### Data under study
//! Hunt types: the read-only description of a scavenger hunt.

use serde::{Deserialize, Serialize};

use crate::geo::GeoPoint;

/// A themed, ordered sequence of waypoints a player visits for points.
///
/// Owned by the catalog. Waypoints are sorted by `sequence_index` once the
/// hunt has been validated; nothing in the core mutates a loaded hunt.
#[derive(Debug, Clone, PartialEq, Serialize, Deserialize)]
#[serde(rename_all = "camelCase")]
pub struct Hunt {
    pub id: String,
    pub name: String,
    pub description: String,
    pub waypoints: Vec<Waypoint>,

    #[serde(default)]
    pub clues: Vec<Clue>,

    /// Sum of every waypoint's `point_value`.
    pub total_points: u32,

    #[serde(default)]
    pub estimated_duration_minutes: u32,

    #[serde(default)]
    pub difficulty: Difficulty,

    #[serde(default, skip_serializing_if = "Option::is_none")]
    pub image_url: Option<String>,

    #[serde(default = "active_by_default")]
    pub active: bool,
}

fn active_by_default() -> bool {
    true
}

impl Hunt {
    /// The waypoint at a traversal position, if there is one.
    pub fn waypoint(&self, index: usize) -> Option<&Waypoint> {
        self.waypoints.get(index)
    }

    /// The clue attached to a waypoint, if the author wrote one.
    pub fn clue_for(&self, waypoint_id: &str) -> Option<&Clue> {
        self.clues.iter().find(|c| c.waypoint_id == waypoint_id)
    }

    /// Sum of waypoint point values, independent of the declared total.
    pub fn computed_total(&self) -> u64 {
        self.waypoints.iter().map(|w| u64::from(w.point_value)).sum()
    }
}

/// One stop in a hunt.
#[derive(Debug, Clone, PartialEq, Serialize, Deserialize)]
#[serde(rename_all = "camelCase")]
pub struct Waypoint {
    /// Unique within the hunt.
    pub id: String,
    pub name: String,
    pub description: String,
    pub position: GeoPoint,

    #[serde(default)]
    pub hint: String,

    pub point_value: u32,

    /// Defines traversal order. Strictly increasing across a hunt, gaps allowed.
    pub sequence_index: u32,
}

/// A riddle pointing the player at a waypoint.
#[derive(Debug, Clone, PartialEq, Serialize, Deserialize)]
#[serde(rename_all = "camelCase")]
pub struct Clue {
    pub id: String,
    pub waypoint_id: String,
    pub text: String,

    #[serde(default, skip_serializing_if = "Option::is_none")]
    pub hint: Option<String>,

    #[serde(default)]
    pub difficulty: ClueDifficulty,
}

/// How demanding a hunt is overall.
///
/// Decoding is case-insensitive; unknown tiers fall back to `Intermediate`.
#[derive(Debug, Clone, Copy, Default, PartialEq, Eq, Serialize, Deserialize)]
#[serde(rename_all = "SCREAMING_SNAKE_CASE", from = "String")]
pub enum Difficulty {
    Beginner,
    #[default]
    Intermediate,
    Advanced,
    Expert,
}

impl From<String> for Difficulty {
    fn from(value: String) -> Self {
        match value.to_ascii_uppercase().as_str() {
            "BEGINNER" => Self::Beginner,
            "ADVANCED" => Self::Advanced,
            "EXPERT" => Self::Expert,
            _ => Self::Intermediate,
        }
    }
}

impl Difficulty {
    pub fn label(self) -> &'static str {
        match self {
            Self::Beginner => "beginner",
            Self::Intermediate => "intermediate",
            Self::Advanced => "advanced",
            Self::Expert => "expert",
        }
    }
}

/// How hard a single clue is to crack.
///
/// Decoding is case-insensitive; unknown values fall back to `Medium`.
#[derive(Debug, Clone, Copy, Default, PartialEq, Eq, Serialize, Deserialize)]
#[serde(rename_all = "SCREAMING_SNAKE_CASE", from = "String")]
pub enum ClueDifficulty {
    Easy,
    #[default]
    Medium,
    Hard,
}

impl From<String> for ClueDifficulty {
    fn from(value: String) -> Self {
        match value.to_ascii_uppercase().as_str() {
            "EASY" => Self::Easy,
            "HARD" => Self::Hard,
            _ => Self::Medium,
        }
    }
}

### Prompt
Would you please transcribe the records above in full and exactly?

### Answer to the exercise
//! Hunt types: the read-only description of a scavenger hunt.

use serde::{Deserialize, Serialize};

use crate::geo::GeoPoint;

/// A themed, ordered sequence of waypoints a player visits for points.
///
/// Owned by the catalog. Waypoints are sorted by `sequence_index` once the
/// hunt has been validated; nothing in the core mutates a loaded hunt.
#[derive(Debug, Clone, PartialEq, Serialize, Deserialize)]
#[serde(rename_all = "camelCase")]
pub struct Hunt {
    pub id: String,
    pub name: String,
    pub description: String,
    pub waypoints: Vec<Waypoint>,

    #[serde(default)]
    pub clues: Vec<Clue>,

    /// Sum of every waypoint's `point_value`.
    pub total_points: u32,

    #[serde(default)]
    pub estimated_duration_minutes: u32,

    #[serde(default)]
    pub difficulty: Difficulty,

    #[serde(default, skip_serializing_if = "Option::is_none")]
    pub image_url: Option<String>,

    #[serde(default = "active_by_default")]
    pub active: bool,
}

fn active_by_default() -> bool {
    true
}

impl Hunt {
    /// The waypoint at a traversal position, if there is one.
    pub fn waypoint(&self, index: usize) -> Option<&Waypoint> {
        self.waypoints.get(index)
    }

    /// The clue attached to a waypoint, if the author wrote one.
    pub fn clue_for(&self, waypoint_id: &str) -> Option<&Clue> {
        self.clues.iter().find(|c| c.waypoint_id == waypoint_id)
    }

    /// Sum of waypoint point values, independent of the declared total.
    pub fn computed_total(&self) -> u64 {
        self.waypoints.iter().map(|w| u64::from(w.point_value)).sum()
    }
}

/// One stop in a hunt.
#[derive(Debug, Clone, PartialEq, Serialize, Deserialize)]
#[serde(rename_all = "camelCase")]
pub struct Waypoint {
    /// Unique within the hunt.
    pub id: String,
    pub name: String,
    pub description: String,
    pub position: GeoPoint,

    #[serde(default)]
    pub hint: String,

    pub point_value: u32,

    /// Defines traversal order. Strictly increasing across a hunt, gaps allowed.
    pub sequence_index: u32,
}

/// A riddle pointing the player at a waypoint.
#[derive(Debug, Clone, PartialEq, Serialize, Deserialize)]
#[serde(rename_all = "camelCase")]
pub struct Clue {
    pub id: String,
    pub waypoint_id: String,
    pub text: String,

    #[serde(default, skip_serializing_if = "Option::is_none")]
    pub hint: Option<String>,

    #[serde(default)]
    pub difficulty: ClueDifficulty,
}

/// How demanding a hunt is overall.
///
/// Decoding is case-insensitive; unknown tiers fall back to `Intermediate`.
#[derive(Debug, Clone, Copy, Default, PartialEq, Eq, Serialize, Deserialize)]
#[serde(rename_all = "SCREAMING_SNAKE_CASE", from = "String")]
pub enum Difficulty {
    Beginner,
    #[default]
    Intermediate,
    Advanced,
    Expert,
}

impl From<String> for Difficulty {
    fn from(value: String) -> Self {
        match value.to_ascii_uppercase().as_str() {
            "BEGINNER" => Self::Beginner,
            "ADVANCED" => Self::Advanced,
            "EXPERT" => Self::Expert,
            _ => Self::Intermediate,
        }
    }
}

impl Difficulty {
    pub fn label(self) -> &'static str {
        match self {
            Self::Beginner => "beginner",
            Self::Intermediate => "intermediate",
            Self::Advanced => "advanced",
            Self::Expert => "expert",
        }
    }
}

/// How hard a single clue is to crack.
///
/// Decoding is case-insensitive; unknown values fall back to `Medium`.
#[derive(Debug, Clone, Copy, Default, PartialEq, Eq, Serialize, Deserialize)]
#[serde(rename_all = "SCREAMING_SNAKE_CASE", from = "String")]
pub enum ClueDifficulty {
    Easy,
    #[default]
    Medium,
    Hard,
}

impl From<String> for ClueDifficulty {
    fn from(value: String) -> Self {
        match value.to_ascii_uppercase().as_str() {
            "EASY" => Self::Easy,
            "HARD" => Self::Hard,
            _ => Self::Medium,
        }
    }
}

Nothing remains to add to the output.